**AIM OF THE TASK**
Reproduce each entry exactly.

**SOURCE DATA**
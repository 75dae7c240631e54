//! LineLink over real TCP streams

use std::time::Duration;

use relink_tcp::{
    LineLink, Link, LinkState, Stream, StreamFactory, TcpStreamFactory, TransportError,
};
use tokio::io::{AsyncReadExt, AsyncWriteExt};
use tokio::net::TcpListener;

async fn bound_link(address: &str) -> LineLink {
    let factory = TcpStreamFactory::builder().connect_timeout_ms(2000).build();
    let mut stream = factory.create(address).unwrap();
    stream.set_char_timeout(Duration::from_millis(500));
    stream.open().await.unwrap();
    stream.flush().await.unwrap();

    let mut link = LineLink::new();
    link.set_io(stream);
    assert_eq!(link.open().await.unwrap(), 0);
    link
}

#[tokio::test]
async fn test_query_reply_over_tcp() {
    let listener = TcpListener::bind("127.0.0.1:0").await.unwrap();
    let address = listener.local_addr().unwrap().to_string();

    let server = tokio::spawn(async move {
        let (mut socket, _) = listener.accept().await.unwrap();
        let mut buf = [0u8; 6];
        socket.read_exact(&mut buf).await.unwrap();
        assert_eq!(&buf, b"*IDN?\n");
        // Reply split across writes
        socket.write_all(b"ACME,PSU-").await.unwrap();
        tokio::time::sleep(Duration::from_millis(20)).await;
        socket.write_all(b"3000,0,1.2\r\n").await.unwrap();
    });

    let mut link = bound_link(&address).await;
    assert_eq!(link.endpoint().as_deref(), Some(address.as_str()));

    link.send_line("*IDN?").await.unwrap();
    assert_eq!(
        link.recv_line().await.unwrap().as_deref(),
        Some("ACME,PSU-3000,0,1.2")
    );

    server.await.unwrap();
    // Server hung up after replying
    assert_eq!(link.recv_line().await.unwrap(), None);
    assert!(matches!(link.state(), LinkState::Failed { .. }));

    link.close().await;
    assert_eq!(link.state(), LinkState::Closed);
}

#[tokio::test]
async fn test_silent_peer_hits_char_timeout() {
    let listener = TcpListener::bind("127.0.0.1:0").await.unwrap();
    let address = listener.local_addr().unwrap().to_string();
    let server = tokio::spawn(async move {
        let (socket, _) = listener.accept().await.unwrap();
        tokio::time::sleep(Duration::from_millis(800)).await;
        drop(socket);
    });

    let mut link = bound_link(&address).await;
    assert!(matches!(
        link.recv_line().await,
        Err(TransportError::ReadTimeout { .. })
    ));

    link.close().await;
    server.await.unwrap();
}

**ANSWER TO THIS TASK**
repository 75dae7c240631e54
//! LineLink over real TCP streams

use std::time::Duration;

use relink_tcp::{
    LineLink, Link, LinkState, Stream, StreamFactory, TcpStreamFactory, TransportError,
};
use tokio::io::{AsyncReadExt, AsyncWriteExt};
use tokio::net::TcpListener;

async fn bound_link(address: &str) -> LineLink {
    let factory = TcpStreamFactory::builder().connect_timeout_ms(2000).build();
    let mut stream = factory.create(address).unwrap();
    stream.set_char_timeout(Duration::from_millis(500));
    stream.open().await.unwrap();
    stream.flush().await.unwrap();

    let mut link = LineLink::new();
    link.set_io(stream);
    assert_eq!(link.open().await.unwrap(), 0);
    link
}

#[tokio::test]
async fn test_query_reply_over_tcp() {
    let listener = TcpListener::bind("127.0.0.1:0").await.unwrap();
    let address = listener.local_addr().unwrap().to_string();

    let server = tokio::spawn(async move {
        let (mut socket, _) = listener.accept().await.unwrap();
        let mut buf = [0u8; 6];
        socket.read_exact(&mut buf).await.unwrap();
        assert_eq!(&buf, b"*IDN?\n");
        // Reply split across writes
        socket.write_all(b"ACME,PSU-").await.unwrap();
        tokio::time::sleep(Duration::from_millis(20)).await;
        socket.write_all(b"3000,0,1.2\r\n").await.unwrap();
    });

    let mut link = bound_link(&address).await;
    assert_eq!(link.endpoint().as_deref(), Some(address.as_str()));

    link.send_line("*IDN?").await.unwrap();
    assert_eq!(
        link.recv_line().await.unwrap().as_deref(),
        Some("ACME,PSU-3000,0,1.2")
    );

    server.await.unwrap();
    // Server hung up after replying
    assert_eq!(link.recv_line().await.unwrap(), None);
    assert!(matches!(link.state(), LinkState::Failed { .. }));

    link.close().await;
    assert_eq!(link.state(), LinkState::Closed);
}

#[tokio::test]
async fn test_silent_peer_hits_char_timeout() {
    let listener = TcpListener::bind("127.0.0.1:0").await.unwrap();
    let address = listener.local_addr().unwrap().to_string();
    let server = tokio::spawn(async move {
        let (socket, _) = listener.accept().await.unwrap();
        tokio::time::sleep(Duration::from_millis(800)).await;
        drop(socket);
    });

    let mut link = bound_link(&address).await;
    assert!(matches!(
        link.recv_line().await,
        Err(TransportError::ReadTimeout { .. })
    ));

    link.close().await;
    server.await.unwrap();
}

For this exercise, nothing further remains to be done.